Exercise requirements — For the word "LoadedRecords", return each line of the data in which it occurs.

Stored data
== Segment start ==

use anyhow::{anyhow, Result};
use serde::Deserialize;
use std::env;
use std::fmt;
use std::str::FromStr;
use tracing::{info, warn};

// Import logging macros
use crate::{log_system_event, log_validation};

/// Complete application configuration loaded from environment variables
#[derive(Debug, Clone, Deserialize)]
pub struct Config {
    pub store: StoreConfig,
    pub supabase: SupabaseConfig,
    pub server: ServerConfig,
    pub logging: LoggingConfig,
    pub cache: CacheConfig,
}

/// Which store implementation backs questions, activity and prompts
#[derive(Debug, Clone, Copy, PartialEq, Eq, Deserialize)]
#[serde(rename_all = "lowercase")]
pub enum StoreBackend {
    Supabase,
    Sqlite,
}

impl FromStr for StoreBackend {
    type Err = anyhow::Error;

    fn from_str(s: &str) -> Result<Self> {
        match s.to_lowercase().as_str() {
            "supabase" => Ok(StoreBackend::Supabase),
            "sqlite" | "local" => Ok(StoreBackend::Sqlite),
            other => Err(anyhow!(
                "Invalid STORE_BACKEND value: '{}'. Expected 'supabase' or 'sqlite'",
                other
            )),
        }
    }
}

impl fmt::Display for StoreBackend {
    fn fmt(&self, f: &mut fmt::Formatter<'_>) -> fmt::Result {
        match self {
            StoreBackend::Supabase => f.write_str("supabase"),
            StoreBackend::Sqlite => f.write_str("sqlite"),
        }
    }
}

/// Store selection and local database location
#[derive(Debug, Clone, Deserialize)]
pub struct StoreConfig {
    pub backend: StoreBackend,
    pub database_url: String,
}

/// Managed backend project coordinates
#[derive(Debug, Clone, Deserialize)]
pub struct SupabaseConfig {
    pub url: String,
    pub anon_key: String,
}

/// HTTP server configuration
#[derive(Debug, Clone, Deserialize)]
pub struct ServerConfig {
    pub port: u16,
    pub host: String,
}

/// Logging system configuration
#[derive(Debug, Clone, Deserialize)]
pub struct LoggingConfig {
    pub level: String,
    pub file_enabled: bool,
    pub console_enabled: bool,
    pub log_directory: String,
}

/// Display name cache sizing and in-memory quiz session lifetime
#[derive(Debug, Clone, Deserialize)]
pub struct CacheConfig {
    pub display_name_ttl_minutes: i64,
    pub display_name_cache_size: usize,
    pub quiz_session_ttl_minutes: i64,
}

impl Config {
    /// Load configuration from environment variables with sensible defaults
    pub fn from_env() -> Result<Self> {
        log_system_event!(config, "Loading application configuration from environment variables");

        let config = Config {
            store: StoreConfig::from_env()?,
            supabase: SupabaseConfig::from_env()?,
            server: ServerConfig::from_env()?,
            logging: LoggingConfig::from_env()?,
            cache: CacheConfig::from_env()?,
        };

        log_system_event!(config, "Configuration loaded successfully");
        config.log_configuration_summary();

        Ok(config)
    }

    /// Log a summary of loaded configuration (without sensitive data)
    fn log_configuration_summary(&self) {
        info!(
            store_backend = %self.store.backend,
            database_url = %self.store.database_url,
            supabase_url = %self.supabase.url,
            supabase_anon_key_masked = %mask_sensitive_data(&self.supabase.anon_key),
            server_address = %format!("{}:{}", self.server.host, self.server.port),
            log_level = %self.logging.level,
            display_name_ttl_minutes = self.cache.display_name_ttl_minutes,
            "Configuration summary"
        );
    }

    /// Validate configuration values
    pub fn validate(&self) -> Result<()> {
        match self.store.backend {
            StoreBackend::Sqlite => {
                if !self.store.database_url.starts_with("sqlite:") {
                    return Err(anyhow!("DATABASE_URL must start with 'sqlite:'"));
                }
            }
            StoreBackend::Supabase => {
                if self.supabase.url.is_empty() {
                    return Err(anyhow!("SUPABASE_URL is required for the supabase store"));
                }
            }
        }

        // Sign-in always goes through the managed auth service
        if !self.supabase.url.starts_with("http://") && !self.supabase.url.starts_with("https://") {
            return Err(anyhow!("SUPABASE_URL must start with 'http://' or 'https://'"));
        }

        if self.supabase.anon_key.is_empty() {
            warn!("SUPABASE_ANON_KEY is empty - requests to the managed backend will be rejected");
        }

        if self.server.port == 0 {
            return Err(anyhow!("Server port must be greater than 0"));
        }

        if self.cache.display_name_cache_size == 0 {
            return Err(anyhow!("DISPLAY_NAME_CACHE_SIZE must be greater than 0"));
        }

        if self.cache.display_name_ttl_minutes < 0 {
            return Err(anyhow!("DISPLAY_NAME_TTL_MINUTES must not be negative"));
        }

        if self.cache.quiz_session_ttl_minutes <= 0 {
            return Err(anyhow!("QUIZ_SESSION_TTL_MINUTES must be greater than 0"));
        }

        log_validation!(success, "configuration", "Configuration validation completed successfully");
        Ok(())
    }
}

impl StoreConfig {
    fn from_env() -> Result<Self> {
        let backend = env::var("STORE_BACKEND")
            .unwrap_or_else(|_| "supabase".to_string())
            .parse::<StoreBackend>()?;

        let database_url = env::var("DATABASE_URL")
            .unwrap_or_else(|_| "sqlite:mood_quiz.db".to_string());

        Ok(StoreConfig { backend, database_url })
    }
}

impl SupabaseConfig {
    fn from_env() -> Result<Self> {
        let url = env::var("SUPABASE_URL")
            .unwrap_or_else(|_| "http://localhost:54321".to_string());

        let anon_key = env::var("SUPABASE_ANON_KEY").unwrap_or_default();

        Ok(SupabaseConfig { url, anon_key })
    }
}

impl ServerConfig {
    fn from_env() -> Result<Self> {
        let port_str = env::var("PORT")
            .unwrap_or_else(|_| "3000".to_string());

        let port = port_str.parse::<u16>()
            .map_err(|_| anyhow!("Invalid PORT value: '{}'. Must be a number between 1-65535", port_str))?;

        let host = env::var("HOST")
            .unwrap_or_else(|_| "0.0.0.0".to_string());

        Ok(ServerConfig { port, host })
    }
}

impl LoggingConfig {
    fn from_env() -> Result<Self> {
        let level = env::var("RUST_LOG")
            .unwrap_or_else(|_| "info,mood_quiz=debug".to_string());

        let file_enabled = env::var("LOG_FILE_ENABLED")
            .unwrap_or_else(|_| "true".to_string())
            .parse::<bool>()
            .unwrap_or(true);

        let console_enabled = env::var("LOG_CONSOLE_ENABLED")
            .unwrap_or_else(|_| "true".to_string())
            .parse::<bool>()
            .unwrap_or(true);

        let log_directory = env::var("LOG_DIRECTORY")
            .unwrap_or_else(|_| "logs".to_string());

        Ok(LoggingConfig {
            level,
            file_enabled,
            console_enabled,
            log_directory,
        })
    }
}

impl CacheConfig {
    fn from_env() -> Result<Self> {
        let ttl_str = env::var("DISPLAY_NAME_TTL_MINUTES")
            .unwrap_or_else(|_| "30".to_string());
        let display_name_ttl_minutes = ttl_str.parse::<i64>()
            .map_err(|_| anyhow!("Invalid DISPLAY_NAME_TTL_MINUTES value: '{}'", ttl_str))?;

        let size_str = env::var("DISPLAY_NAME_CACHE_SIZE")
            .unwrap_or_else(|_| "1000".to_string());
        let display_name_cache_size = size_str.parse::<usize>()
            .map_err(|_| anyhow!("Invalid DISPLAY_NAME_CACHE_SIZE value: '{}'", size_str))?;

        let session_ttl_str = env::var("QUIZ_SESSION_TTL_MINUTES")
            .unwrap_or_else(|_| "120".to_string());
        let quiz_session_ttl_minutes = session_ttl_str.parse::<i64>()
            .map_err(|_| anyhow!("Invalid QUIZ_SESSION_TTL_MINUTES value: '{}'", session_ttl_str))?;

        Ok(CacheConfig {
            display_name_ttl_minutes,
            display_name_cache_size,
            quiz_session_ttl_minutes,
        })
    }
}

/// Mask sensitive data in configuration for safe logging
pub fn mask_sensitive_data(data: &str) -> String {
    let chars: Vec<char> = data.chars().collect();
    if chars.len() <= 8 {
        "*".repeat(chars.len())
    } else {
        let head: String = chars[..4].iter().collect();
        let tail: String = chars[chars.len() - 4..].iter().collect();
        format!("{}***{}", head, tail)
    }
}
use scraper::{ElementRef, Html, Selector};

use crate::errors::ExtractError;

/// Which cells of a row count as columns.
#[derive(Debug, Clone, Copy, PartialEq, Eq)]
pub enum CellScope {
    /// `<td>` cells only; the row header `<th>` is not a column.
    Data,
    /// Every element child of the row, `<th>` included.
    All,
}

#[derive(Debug, Clone, PartialEq, Eq)]
pub struct Cell {
    pub text: String,
    pub href: Option<String>,
}

#[derive(Debug, Clone)]
pub struct TableGrid {
    label: String,
    rows: Vec<Vec<Cell>>,
}

impl TableGrid {
    /// Grid of every `<tr>` under the element with `id`, header rows included.
    pub fn by_id(doc: &Html, id: &str, scope: CellScope) -> Result<Self, ExtractError> {
        let table = find_by_id(doc, id)?;
        Self::from_element(table, id, scope)
    }

    /// Grid of the first `<tfoot>` in the document.
    pub fn footer(doc: &Html, label: &str, scope: CellScope) -> Result<Self, ExtractError> {
        let sel = selector("tfoot")?;
        let tfoot = doc
            .select(&sel)
            .next()
            .ok_or_else(|| ExtractError::MissingTable(format!("{label} tfoot")))?;
        Self::from_element(tfoot, label, scope)
    }

    pub fn from_element(
        element: ElementRef<'_>,
        label: &str,
        scope: CellScope,
    ) -> Result<Self, ExtractError> {
        let tr = selector("tr")?;
        let td = selector("td")?;
        let link = selector("a")?;
        let rows = element
            .select(&tr)
            .map(|row| match scope {
                CellScope::Data => row.select(&td).map(|cell| read_cell(cell, &link)).collect(),
                CellScope::All => row
                    .children()
                    .filter_map(ElementRef::wrap)
                    .map(|cell| read_cell(cell, &link))
                    .collect(),
            })
            .collect();
        Ok(Self {
            label: label.to_string(),
            rows,
        })
    }

    pub fn len(&self) -> usize {
        self.rows.len()
    }

    pub fn is_empty(&self) -> bool {
        self.rows.is_empty()
    }

    pub fn row(&self, row: usize) -> Result<&[Cell], ExtractError> {
        self.rows
            .get(row)
            .map(Vec::as_slice)
            .ok_or_else(|| ExtractError::MissingRow {
                table: self.label.clone(),
                row,
            })
    }

    /// Rows after the first `skip`, with their absolute index.
    pub fn rows_from(&self, skip: usize) -> impl Iterator<Item = (usize, &[Cell])> {
        self.rows
            .iter()
            .enumerate()
            .skip(skip)
            .map(|(idx, row)| (idx, row.as_slice()))
    }

    pub fn cell(&self, row: usize, col: usize) -> Result<&Cell, ExtractError> {
        self.row(row)?
            .get(col)
            .ok_or_else(|| ExtractError::MissingCell {
                table: self.label.clone(),
                row,
                col,
            })
    }

    pub fn text(&self, row: usize, col: usize) -> Result<&str, ExtractError> {
        Ok(self.cell(row, col)?.text.as_str())
    }

    pub fn int(&self, row: usize, col: usize) -> Result<i64, ExtractError> {
        let text = self.text(row, col)?;
        text.parse::<i64>().map_err(|_| self.bad_number(row, col, text))
    }

    pub fn float(&self, row: usize, col: usize) -> Result<f64, ExtractError> {
        let text = self.text(row, col)?;
        text.parse::<f64>().map_err(|_| self.bad_number(row, col, text))
    }

    fn bad_number(&self, row: usize, col: usize, text: &str) -> ExtractError {
        ExtractError::BadNumber {
            table: self.label.clone(),
            row,
            col,
            text: text.to_string(),
        }
    }
}

/// Parse the first comment inside the element with `container_id` as an HTML
/// fragment of its own.
pub fn unwrap_fragment(doc: &Html, container_id: &str) -> Result<Html, ExtractError> {
    let container = find_by_id(doc, container_id)?;
    container
        .descendants()
        .find_map(|node| node.value().as_comment().map(|c| Html::parse_fragment(c)))
        .ok_or_else(|| ExtractError::MissingFragment(container_id.to_string()))
}

pub fn find_by_id<'a>(doc: &'a Html, id: &str) -> Result<ElementRef<'a>, ExtractError> {
    let sel = selector(&format!("[id=\"{id}\"]"))?;
    doc.select(&sel)
        .next()
        .ok_or_else(|| ExtractError::MissingTable(id.to_string()))
}

fn selector(css: &str) -> Result<Selector, ExtractError> {
    Selector::parse(css).map_err(|_| ExtractError::Selector(css.to_string()))
}

fn read_cell(element: ElementRef<'_>, link: &Selector) -> Cell {
    let text = element.text().collect::<String>().trim().to_string();
    let href = element
        .select(link)
        .next()
        .and_then(|a| a.value().attr("href"))
        .map(str::to_string);
    Cell { text, href }
}
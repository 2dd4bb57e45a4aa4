use std::fs;
use std::path::{Path, PathBuf};

use csv::{QuoteStyle, ReaderBuilder, Terminator, WriterBuilder};
use indexmap::IndexMap;
use log::warn;

use crate::errors::StoreError;
use crate::record::{StatRecord, StatValue};
use crate::teams::{SeasonKey, TeamCode};

const RECORD_EXTENSION: &str = "csv";

/// Write `record` to `path`, replacing any existing file. The write goes through a
/// temporary sibling so an interrupted save never leaves a partial record.
pub fn save(path: &Path, record: &StatRecord) -> Result<(), StoreError> {
    if record.is_empty() {
        return Err(malformed(path, "refusing to save an empty record"));
    }
    if let Some(dir) = path.parent()
        && !dir.as_os_str().is_empty()
    {
        fs::create_dir_all(dir)?;
    }

    let tmp = path.with_extension("csv.tmp");
    {
        let mut writer = WriterBuilder::new()
            .quote_style(QuoteStyle::Never)
            .terminator(Terminator::Any(b'\n'))
            .from_path(&tmp)?;
        writer.write_record(record.names())?;
        writer.write_record(record.iter().map(|(_, value)| value.to_string()))?;
        writer.flush()?;
    }
    fs::rename(&tmp, path)?;
    Ok(())
}

pub fn load(path: &Path) -> Result<StatRecord, StoreError> {
    let mut reader = ReaderBuilder::new()
        .has_headers(true)
        .quoting(false)
        .from_path(path)?;
    let headers = reader.headers()?.clone();

    let mut rows = reader.records();
    let values = match rows.next() {
        Some(row) => row?,
        None => return Err(malformed(path, "missing value line")),
    };
    if rows.next().is_some() {
        return Err(malformed(path, "more than one value line"));
    }
    if values.len() != headers.len() {
        return Err(malformed(
            path,
            &format!("{} names but {} values", headers.len(), values.len()),
        ));
    }

    Ok(headers
        .iter()
        .zip(values.iter())
        .map(|(name, raw)| (name.to_string(), StatValue::parse(raw)))
        .collect())
}

#[derive(Debug, Default)]
pub struct LoadedRecords {
    pub records: IndexMap<SeasonKey, StatRecord>,
    /// Files skipped because their name is not `<team>_<year>.csv` for a known team.
    pub skipped: Vec<PathBuf>,
    /// Correctly named files whose contents failed to load.
    pub unreadable: Vec<PathBuf>,
}

/// Load every `*.csv` record in `dir`, in file name order. Files that cannot be
/// read are reported and skipped; only a failure to list `dir` is an error.
pub fn load_all(dir: &Path) -> Result<LoadedRecords, StoreError> {
    let mut paths = Vec::new();
    for entry in fs::read_dir(dir)? {
        let path = entry?.path();
        let is_record = path.is_file()
            && path
                .extension()
                .is_some_and(|ext| ext == RECORD_EXTENSION);
        if is_record {
            paths.push(path);
        }
    }
    paths.sort();

    let mut loaded = LoadedRecords::default();
    for path in paths {
        let key = path
            .file_name()
            .and_then(|name| name.to_str())
            .and_then(parse_file_name);
        let Some(key) = key else {
            warn!(
                "Bad team filename: {}. Should be in format \"[team name]_[year].csv\".",
                path.display()
            );
            loaded.skipped.push(path);
            continue;
        };
        match load(&path) {
            Ok(record) => {
                loaded.records.insert(key, record);
            }
            Err(err) => {
                warn!("Unreadable team file {}: {err}. Skipping.", path.display());
                loaded.unreadable.push(path);
            }
        }
    }
    Ok(loaded)
}

/// `<team name>_<year>.csv` -> season key, for names in the registry.
pub fn parse_file_name(file_name: &str) -> Option<SeasonKey> {
    let stem = file_name.strip_suffix(".csv")?;
    let (name, year) = stem.rsplit_once('_')?;
    if year.is_empty() || !year.chars().all(|c| c.is_ascii_digit()) {
        return None;
    }
    let year = year.parse::<u16>().ok()?;
    let team = TeamCode::from_name(name)?;
    Some(SeasonKey::new(team, year))
}

pub fn record_path(dir: &Path, key: SeasonKey) -> PathBuf {
    dir.join(key.file_name())
}

fn malformed(path: &Path, reason: &str) -> StoreError {
    StoreError::Malformed {
        path: path.display().to_string(),
        reason: reason.to_string(),
    }
}

#[cfg(test)]
mod tests {
    use super::parse_file_name;
    use crate::teams::TeamCode;

    #[test]
    fn parses_conventional_names() {
        let key = parse_file_name("49ers_2021.csv").expect("valid name");
        assert_eq!(key.team, TeamCode::from_code("sfo").expect("known"));
        assert_eq!(key.year, 2021);
    }

    #[test]
    fn rejects_unconventional_names() {
        assert_eq!(parse_file_name("49ers.csv"), None);
        assert_eq!(parse_file_name("49ers_20x1.csv"), None);
        assert_eq!(parse_file_name("oilers_1990.csv"), None);
        assert_eq!(parse_file_name("bears_2021.txt"), None);
        assert_eq!(parse_file_name("bears_.csv"), None);
    }
}
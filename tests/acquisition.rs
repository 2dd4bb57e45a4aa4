use std::collections::HashMap;
use std::fs;
use std::path::{Path, PathBuf};
use std::sync::Mutex;
use std::sync::atomic::{AtomicBool, Ordering};

use gridiron_dataset::config::Config;
use gridiron_dataset::errors::FetchError;
use gridiron_dataset::fetch::{DocumentSource, SeasonUrls, fetch_season};
use gridiron_dataset::ingest::{acquire_season, write_summary};
use gridiron_dataset::record_store::{load_all, record_path};
use gridiron_dataset::retry::RetryPolicy;
use gridiron_dataset::teams::{SeasonKey, TeamCode};

const BASE: &str = "https://stats.test";

fn read_fixture(name: &str) -> String {
    let mut path = PathBuf::from(env!("CARGO_MANIFEST_DIR"));
    path.push("tests");
    path.push("fixtures");
    path.push(name);
    fs::read_to_string(path).expect("fixture file should be readable")
}

/// Serves the recorded fixtures for every team. Individual URLs can be scripted to
/// time out a number of times or to fail with an HTTP status.
struct ScriptedSource {
    overview: String,
    advanced: String,
    timeouts: Mutex<HashMap<String, u32>>,
    statuses: HashMap<String, u16>,
    calls: Mutex<HashMap<String, u32>>,
    /// Set if a request arrives while the record it feeds already exists on disk.
    watch: Option<(String, PathBuf)>,
    saw_record_early: AtomicBool,
}

impl ScriptedSource {
    fn new() -> Self {
        Self {
            overview: read_fixture("overview_2021.htm"),
            advanced: read_fixture("advanced_2021.htm"),
            timeouts: Mutex::new(HashMap::new()),
            statuses: HashMap::new(),
            calls: Mutex::new(HashMap::new()),
            watch: None,
            saw_record_early: AtomicBool::new(false),
        }
    }

    fn time_out(self, url: &str, times: u32) -> Self {
        self.timeouts
            .lock()
            .expect("timeouts lock")
            .insert(url.to_string(), times);
        self
    }

    fn fail_with(mut self, url: &str, status: u16) -> Self {
        self.statuses.insert(url.to_string(), status);
        self
    }

    fn watch_record(mut self, url: &str, record: &Path) -> Self {
        self.watch = Some((url.to_string(), record.to_path_buf()));
        self
    }

    fn calls(&self, url: &str) -> u32 {
        self.calls
            .lock()
            .expect("calls lock")
            .get(url)
            .copied()
            .unwrap_or(0)
    }
}

impl DocumentSource for ScriptedSource {
    fn get(&self, url: &str) -> Result<String, FetchError> {
        *self
            .calls
            .lock()
            .expect("calls lock")
            .entry(url.to_string())
            .or_default() += 1;

        if let Some((watched, record)) = &self.watch
            && watched == url
            && record.exists()
        {
            self.saw_record_early.store(true, Ordering::SeqCst);
        }

        if let Some(left) = self.timeouts.lock().expect("timeouts lock").get_mut(url)
            && *left > 0
        {
            *left -= 1;
            return Err(FetchError::Timeout {
                url: url.to_string(),
            });
        }
        if let Some(status) = self.statuses.get(url) {
            return Err(FetchError::Status {
                url: url.to_string(),
                status: *status,
            });
        }
        if url.ends_with("_advanced.htm") {
            Ok(self.advanced.clone())
        } else {
            Ok(self.overview.clone())
        }
    }
}

fn key(name: &str, year: u16) -> SeasonKey {
    SeasonKey::new(TeamCode::from_name(name).expect("known team"), year)
}

fn test_config() -> Config {
    Config {
        base_url: BASE.to_string(),
        fetch_parallelism: 4,
        ..Config::default()
    }
}

#[test]
fn timeouts_restart_the_season_until_success() {
    let season = key("lions", 2021);
    let urls = SeasonUrls::new(BASE, season);
    let source = ScriptedSource::new().time_out(&urls.overview, 3);

    let fetched = fetch_season(&source, BASE, season, &RetryPolicy::unbounded())
        .expect("eventually succeeds");
    assert_eq!(fetched.retries, 3);
    // Every restart refetches both documents.
    assert_eq!(source.calls(&urls.overview), 4);
    assert_eq!(source.calls(&urls.advanced), 4);
    assert!(fetched.documents.advanced.contains("advanced_air_yards"));
    assert!(fetched.documents.overview.contains("team_stats"));
}

#[test]
fn success_on_first_try_has_no_retries() {
    let season = key("lions", 2021);
    let source = ScriptedSource::new();
    let fetched =
        fetch_season(&source, BASE, season, &RetryPolicy::unbounded()).expect("succeeds");
    assert_eq!(fetched.retries, 0);
}

#[test]
fn other_failures_are_not_retried() {
    let season = key("jets", 2021);
    let urls = SeasonUrls::new(BASE, season);
    let source = ScriptedSource::new().fail_with(&urls.advanced, 500);

    let err = fetch_season(&source, BASE, season, &RetryPolicy::unbounded())
        .expect_err("status error propagates");
    assert!(matches!(err, FetchError::Status { status: 500, .. }));
    assert_eq!(source.calls(&urls.advanced), 1);
    assert_eq!(source.calls(&urls.overview), 0);
}

#[test]
fn capped_policy_gives_up() {
    let season = key("jets", 2021);
    let urls = SeasonUrls::new(BASE, season);
    let source = ScriptedSource::new().time_out(&urls.advanced, 10);

    let err = fetch_season(&source, BASE, season, &RetryPolicy::capped(3))
        .expect_err("cap reached");
    assert!(matches!(err, FetchError::RetriesExhausted { attempts: 3 }));
    assert_eq!(source.calls(&urls.advanced), 3);
}

#[test]
fn acquisition_writes_every_team_and_survives_retries() {
    let dir = tempfile::tempdir().expect("tempdir");
    let season = key("lions", 2021);
    let urls = SeasonUrls::new(BASE, season);
    let lions_record = record_path(dir.path(), season);
    let source = ScriptedSource::new()
        .time_out(&urls.overview, 2)
        .watch_record(&urls.overview, &lions_record);

    let summary = acquire_season(&test_config(), &source, dir.path(), 2021).expect("acquire");
    assert_eq!(summary.teams_total, 32);
    assert_eq!(summary.teams_succeeded, 32);
    assert_eq!(summary.retries, 2);
    assert!(summary.errors.is_empty());
    assert!(!source.saw_record_early.load(Ordering::SeqCst));
    assert!(lions_record.exists());

    let loaded = load_all(dir.path()).expect("reload");
    assert_eq!(loaded.records.len(), 32);
    assert!(loaded.skipped.is_empty());
    let lions = loaded.records.get(&season).expect("lions record");
    assert_eq!(
        lions.get("week_1_opponent").and_then(|v| v.as_text()),
        Some("sfo")
    );
}

#[test]
fn one_failing_team_does_not_block_the_rest() {
    let dir = tempfile::tempdir().expect("tempdir");
    let broken = key("texans", 2021);
    let urls = SeasonUrls::new(BASE, broken);
    let source = ScriptedSource::new().fail_with(&urls.overview, 404);

    let summary = acquire_season(&test_config(), &source, dir.path(), 2021).expect("acquire");
    assert_eq!(summary.teams_succeeded, 31);
    assert_eq!(summary.errors.len(), 1);
    assert!(summary.errors[0].starts_with("texans 2021"));
    assert!(!record_path(dir.path(), broken).exists());

    let summary_path = write_summary(&summary).expect("summary written");
    assert!(summary_path.ends_with("ingest_2021.json"));
    let loaded = load_all(dir.path()).expect("reload");
    assert_eq!(loaded.records.len(), 31);
}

== Segment end ==

Solved problem —
pub struct LoadedRecords {
pub fn load_all(dir: &Path) -> Result<LoadedRecords, StoreError> {
    let mut loaded = LoadedRecords::default();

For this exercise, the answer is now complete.